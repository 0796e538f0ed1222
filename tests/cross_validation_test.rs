//! Fold partitioning and cross-validation integration tests.

use probeset_ranker::{
    cross_validate, CrossValidationConfig, CrossValidationEvaluator, FoldPartitioner, MeasureType, RankerError,
};
use proptest::prelude::*;

mod common;
use common::*;

proptest! {
    #[test]
    fn prop_folds_cover_every_sample_once(
        sample_count in 2usize..80,
        fold_seed in any::<u64>(),
        fold_frac in 0.0..1.0f64,
    ) {
        let fold_count = 2 + ((sample_count - 2) as f64 * fold_frac) as usize;
        let folds = FoldPartitioner::partition(sample_count, fold_count, fold_seed).unwrap();

        let mut seen = vec![0usize; sample_count];
        for fold in 0..fold_count {
            for &sample in folds.test_indices(fold) {
                seen[sample] += 1;
                prop_assert_eq!(folds.fold_of(sample), fold);
            }
        }
        prop_assert!(seen.iter().all(|&c| c == 1));

        let sizes = folds.fold_sizes();
        let min = *sizes.iter().min().unwrap();
        let max = *sizes.iter().max().unwrap();
        prop_assert!(max - min <= 1);
        prop_assert!(min >= 1);
    }

    #[test]
    fn prop_stratified_folds_balance_classes(
        negatives in 1usize..30,
        positives in 1usize..30,
        fold_count in 2usize..6,
        seed in any::<u64>(),
    ) {
        prop_assume!(fold_count < negatives + positives);
        let classes: Vec<usize> = (0..negatives + positives).map(|i| usize::from(i >= negatives)).collect();
        let folds = FoldPartitioner::partition_stratified(&classes, fold_count, seed).unwrap();

        for class in 0..2 {
            let counts: Vec<usize> = (0..fold_count)
                .map(|fold| folds.test_indices(fold).iter().filter(|&&s| classes[s] == class).count())
                .collect();
            let min = *counts.iter().min().unwrap();
            let max = *counts.iter().max().unwrap();
            prop_assert!(max - min <= 1, "class {} spread {:?}", class, counts);
        }
    }

    #[test]
    fn prop_partition_depends_only_on_seed(
        sample_count in 4usize..50,
        seed in any::<u64>(),
    ) {
        let a = FoldPartitioner::partition(sample_count, 3.min(sample_count), seed).unwrap();
        let b = FoldPartitioner::partition(sample_count, 3.min(sample_count), seed).unwrap();
        prop_assert_eq!(a, b);
    }
}

fn evaluator(fold_count: usize, repeat_count: usize, seed: u64) -> CrossValidationEvaluator {
    CrossValidationEvaluator::new(
        CrossValidationConfig::new()
            .with_fold_count(fold_count)
            .with_repeat_count(repeat_count)
            .with_seed(seed)
            .with_measures(vec![MeasureType::Auc, MeasureType::Accuracy, MeasureType::Rmse]),
    )
}

#[test]
fn test_informative_features_classify_well() {
    let data = create_binary_dataset(21);
    let measures = evaluator(5, 2, 42)
        .evaluate(&test_trainer(), &data, &INFORMATIVE)
        .unwrap();

    assert_eq!(measures.evaluations(), 10);
    assert!(measures.value(MeasureType::Auc).unwrap() > 0.9);
    assert!(measures.value(MeasureType::Accuracy).unwrap() > 0.9);
    assert!(measures.value(MeasureType::Rmse).unwrap() < 0.4);
}

#[test]
fn test_same_seed_gives_identical_measures() {
    let data = create_binary_dataset(21);
    let features: Vec<usize> = (0..20).collect();
    let first = evaluator(4, 3, 9).evaluate(&test_trainer(), &data, &features).unwrap();
    let second = evaluator(4, 3, 9).evaluate(&test_trainer(), &data, &features).unwrap();
    assert_eq!(first, second);
}

#[test]
fn test_parallel_and_sequential_agree() {
    let data = create_binary_dataset(5);
    let features: Vec<usize> = (0..30).collect();
    let base = CrossValidationConfig::new()
        .with_fold_count(5)
        .with_repeat_count(2)
        .with_seed(42)
        .with_measures(MeasureType::ALL.to_vec());

    let sequential = CrossValidationEvaluator::new(base.clone().with_parallel(false))
        .evaluate(&test_trainer(), &data, &features)
        .unwrap();
    let parallel = CrossValidationEvaluator::new(base.with_parallel(true))
        .evaluate(&test_trainer(), &data, &features)
        .unwrap();
    assert_eq!(sequential, parallel);
}

#[test]
fn test_leave_one_out_runs_a_single_round() {
    let data = create_noise_dataset(4, 4, 5, 1);
    let measures = evaluator(8, 5, 42)
        .evaluate(&test_trainer(), &data, &[0, 1, 2])
        .unwrap();
    assert!(measures.is_leave_one_out());
    assert_eq!(measures.evaluations(), 1);
    let auc = measures.value(MeasureType::Auc).unwrap();
    assert!((0.0..=1.0).contains(&auc));
}

#[test]
fn test_too_many_folds_is_rejected() {
    let data = create_noise_dataset(3, 3, 4, 1);
    let result = evaluator(7, 1, 42).evaluate(&test_trainer(), &data, &[0]);
    assert!(matches!(result, Err(RankerError::InvalidArgument { .. })));
}

#[test]
fn test_cross_validate_free_function_matches_evaluator() {
    let data = create_binary_dataset(2);
    let features = [3, 17];
    let measures = [MeasureType::Auc, MeasureType::Accuracy, MeasureType::Rmse];
    let direct = cross_validate(&test_trainer(), &data, &features, 5, 2, 42, &measures).unwrap();
    let through = evaluator(5, 2, 42).evaluate(&test_trainer(), &data, &features).unwrap();
    assert_eq!(direct, through);
}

========================

> [WHAT YOU SHOULD DO] Scan the records above for the lines holding "let features = [3, 17];" and "42).evaluate(&test_trainer(), &data, &features).unwrap();". Transcribe those two and every line between them word for word, and no others.

> [RESULT]
    let features = [3, 17];
    let measures = [MeasureType::Auc, MeasureType::Accuracy, MeasureType::Rmse];
    let direct = cross_validate(&test_trainer(), &data, &features, 5, 2, 42, &measures).unwrap();
    let through = evaluator(5, 2, 42).evaluate(&test_trainer(), &data, &features).unwrap();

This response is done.